*** RECORDS FOR THE EXERCISE Section Begins ***

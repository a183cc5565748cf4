use std::time::Duration;

use anyhow::{Context, Result};
use sqlx::postgres::PgPoolOptions;
use sqlx::{Executor, PgPool};
use tracing::info;

use crate::config::DbConfig;

/// Migrations embedded at compile time from `crates/goalbreaker-db/migrations/`.
pub static MIGRATOR: sqlx::migrate::Migrator = sqlx::migrate!();

/// Create a connection pool with sensible defaults.
pub async fn create_pool(config: &DbConfig) -> Result<PgPool> {
    let pool = PgPoolOptions::new()
        .max_connections(10)
        .acquire_timeout(Duration::from_secs(10))
        .connect(&config.database_url)
        .await
        .context("failed to connect to database")?;
    Ok(pool)
}

/// Run all pending embedded migrations against the pool.
pub async fn run_migrations(pool: &PgPool) -> Result<()> {
    MIGRATOR
        .run(pool)
        .await
        .context("failed to run database migrations")?;

    info!("migrations applied successfully");
    Ok(())
}

/// Ensure the target database exists, creating it if necessary.
///
/// Connects to the `postgres` maintenance database and issues
/// `CREATE DATABASE <name>` when the target database is absent.
pub async fn ensure_database_exists(config: &DbConfig) -> Result<()> {
    let db_name = config
        .database_name()
        .context("could not determine database name from URL")?;
    // CREATE DATABASE does not take bind parameters.
    if !db_name.chars().all(|c| c.is_ascii_alphanumeric() || c == '_') {
        anyhow::bail!("database name {db_name:?} contains invalid characters");
    }

    let maint_pool = PgPoolOptions::new()
        .max_connections(1)
        .acquire_timeout(Duration::from_secs(10))
        .connect(&config.maintenance_url())
        .await
        .context("failed to connect to maintenance database")?;

    let exists: bool =
        sqlx::query_scalar("SELECT EXISTS(SELECT 1 FROM pg_database WHERE datname = $1)")
            .bind(db_name)
            .fetch_one(&maint_pool)
            .await
            .context("failed to query pg_database")?;

    if exists {
        info!(db = db_name, "database already exists");
    } else {
        let stmt = format!("CREATE DATABASE {db_name}");
        maint_pool
            .execute(stmt.as_str())
            .await
            .with_context(|| format!("failed to create database {db_name}"))?;
        info!(db = db_name, "database created");
    }

    maint_pool.close().await;
    Ok(())
}

/// Row counts for the goalbreaker tables.
#[derive(Debug, Clone, Copy, PartialEq, Eq)]
pub struct TableCounts {
    pub goals: i64,
    pub tasks: i64,
    pub completed_tasks: i64,
}

/// Count goals and tasks. Used by `goalbreaker db-init` to report what it
/// found.
pub async fn table_counts(pool: &PgPool) -> Result<TableCounts> {
    let (goals, tasks, completed_tasks): (i64, i64, i64) = sqlx::query_as(
        "SELECT (SELECT COUNT(*) FROM goals), \
                (SELECT COUNT(*) FROM tasks), \
                (SELECT COUNT(*) FROM tasks WHERE status = 'completed')",
    )
    .fetch_one(pool)
    .await
    .context("failed to count goals and tasks")?;

    Ok(TableCounts {
        goals,
        tasks,
        completed_tasks,
    })
}
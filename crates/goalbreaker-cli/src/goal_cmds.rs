//! Operator-mode CLI handlers for `goalbreaker goal` and `goalbreaker task`.
//!
//! Implements:
//! - `goalbreaker goal create <text>`      -- decompose and store a new goal
//! - `goalbreaker goal show <goal-id>`     -- print a goal with its tasks
//! - `goalbreaker goal regenerate <id>`    -- replace a goal's tasks
//! - `goalbreaker goal list`               -- list all goals
//! - `goalbreaker goal delete <goal-id>`   -- delete a goal and its tasks
//! - `goalbreaker task status <id> <s>`    -- mark a task pending/completed

use std::fmt::Write as _;

use anyhow::{Context, Result, anyhow};
use sqlx::PgPool;
use uuid::Uuid;

use goalbreaker_core::generation::GoalDecomposer;
use goalbreaker_core::workflow::{self, GoalView};
use goalbreaker_db::models::TaskStatus;
use goalbreaker_db::queries::goals as goal_queries;

use crate::{GoalCommands, TaskCommands};

// -----------------------------------------------------------------------
// Public entry points
// -----------------------------------------------------------------------

/// Dispatch a `GoalCommands` variant to the appropriate handler.
///
/// `decomposer` is only required by the commands that call the generation
/// service (see [`GoalCommands::needs_generation`]).
pub async fn run_goal_command(
    command: GoalCommands,
    pool: &PgPool,
    decomposer: Option<&dyn GoalDecomposer>,
) -> Result<()> {
    match command {
        GoalCommands::Create { text } => cmd_create(pool, require(decomposer)?, &text).await,
        GoalCommands::Show { goal_id } => cmd_show(pool, &goal_id).await,
        GoalCommands::Regenerate { goal_id } => {
            cmd_regenerate(pool, require(decomposer)?, &goal_id).await
        }
        GoalCommands::List => cmd_list(pool).await,
        GoalCommands::Delete { goal_id } => cmd_delete(pool, &goal_id).await,
    }
}

/// Dispatch a `TaskCommands` variant to the appropriate handler.
pub async fn run_task_command(command: TaskCommands, pool: &PgPool) -> Result<()> {
    match command {
        TaskCommands::Status { task_id, status } => cmd_task_status(pool, &task_id, &status).await,
    }
}

fn require(decomposer: Option<&dyn GoalDecomposer>) -> Result<&dyn GoalDecomposer> {
    decomposer.ok_or_else(|| anyhow!("this command needs the generation service configured"))
}

fn parse_id(raw: &str, what: &str) -> Result<Uuid> {
    raw.parse()
        .with_context(|| format!("invalid {what} ID: {raw:?}"))
}

// -----------------------------------------------------------------------
// goal create / show / regenerate
// -----------------------------------------------------------------------

async fn cmd_create(pool: &PgPool, decomposer: &dyn GoalDecomposer, text: &str) -> Result<()> {
    let view = workflow::create_goal(pool, decomposer, text).await?;
    println!("Goal created.");
    println!();
    print!("{}", render_goal(&view));
    Ok(())
}

async fn cmd_show(pool: &PgPool, goal_id: &str) -> Result<()> {
    let id = parse_id(goal_id, "goal")?;
    let view = workflow::get_goal(pool, id).await?;
    print!("{}", render_goal(&view));
    Ok(())
}

async fn cmd_regenerate(
    pool: &PgPool,
    decomposer: &dyn GoalDecomposer,
    goal_id: &str,
) -> Result<()> {
    let id = parse_id(goal_id, "goal")?;
    let view = workflow::regenerate_goal(pool, decomposer, id).await?;
    println!("Goal regenerated.");
    println!();
    print!("{}", render_goal(&view));
    Ok(())
}

/// Render a goal view as a human-readable block.
fn render_goal(view: &GoalView) -> String {
    let mut out = String::new();
    let _ = writeln!(out, "  Goal ID:       {}", view.id);
    let _ = writeln!(out, "  Goal:          {}", view.goal_text);
    let _ = writeln!(out, "  Complexity:    {}/10", view.complexity);
    let _ = writeln!(out, "  Regenerated:   {}", view.regenerated_count);
    let _ = writeln!(out);
    for (n, task) in view.tasks.iter().enumerate() {
        let mark = match task.status {
            TaskStatus::Completed => "x",
            TaskStatus::Pending => " ",
        };
        let _ = writeln!(out, "  {}. [{mark}] {}  ({})", n + 1, task.title, task.id);
    }
    out
}

// -----------------------------------------------------------------------
// goal list / delete
// -----------------------------------------------------------------------

async fn cmd_list(pool: &PgPool) -> Result<()> {
    let goals = goal_queries::list_goals(pool).await?;

    if goals.is_empty() {
        println!("No goals found. Use `goalbreaker goal create <text>` to create one.");
        return Ok(());
    }

    println!("{:<36}  {:>10}  {:>5}  GOAL", "ID", "COMPLEXITY", "REGEN");
    for goal in &goals {
        println!(
            "{:<36}  {:>10}  {:>5}  {}",
            goal.id, goal.complexity, goal.regenerated_count, goal.goal_text
        );
    }
    println!();
    println!("{} goal(s).", goals.len());
    Ok(())
}

async fn cmd_delete(pool: &PgPool, goal_id: &str) -> Result<()> {
    let id = parse_id(goal_id, "goal")?;
    if !goal_queries::delete_goal(pool, id).await? {
        anyhow::bail!("goal {id} not found");
    }
    tracing::info!(goal_id = %id, "goal deleted");
    println!("Goal {id} deleted.");
    Ok(())
}

// -----------------------------------------------------------------------
// task status
// -----------------------------------------------------------------------

async fn cmd_task_status(pool: &PgPool, task_id: &str, status: &str) -> Result<()> {
    let id = parse_id(task_id, "task")?;
    let view = workflow::set_task_status(pool, id, status).await?;
    println!("Task {} ({}) is now {}.", view.id, view.title, view.status);
    Ok(())
}

// -----------------------------------------------------------------------
// Tests
// -----------------------------------------------------------------------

*** RECORDS FOR THE EXERCISE Section Ends ***

→ **PROMPT**
Output exactly one stretch of the listing: from the line containing "a human-readable block." through the line containing "list / delete", both end lines included.

→ **THE COMPLETED TASK**
/// Render a goal view as a human-readable block.
fn render_goal(view: &GoalView) -> String {
    let mut out = String::new();
    let _ = writeln!(out, "  Goal ID:       {}", view.id);
    let _ = writeln!(out, "  Goal:          {}", view.goal_text);
    let _ = writeln!(out, "  Complexity:    {}/10", view.complexity);
    let _ = writeln!(out, "  Regenerated:   {}", view.regenerated_count);
    let _ = writeln!(out);
    for (n, task) in view.tasks.iter().enumerate() {
        let mark = match task.status {
            TaskStatus::Completed => "x",
            TaskStatus::Pending => " ",
        };
        let _ = writeln!(out, "  {}. [{mark}] {}  ({})", n + 1, task.title, task.id);
    }
    out
}

// -----------------------------------------------------------------------
// goal list / delete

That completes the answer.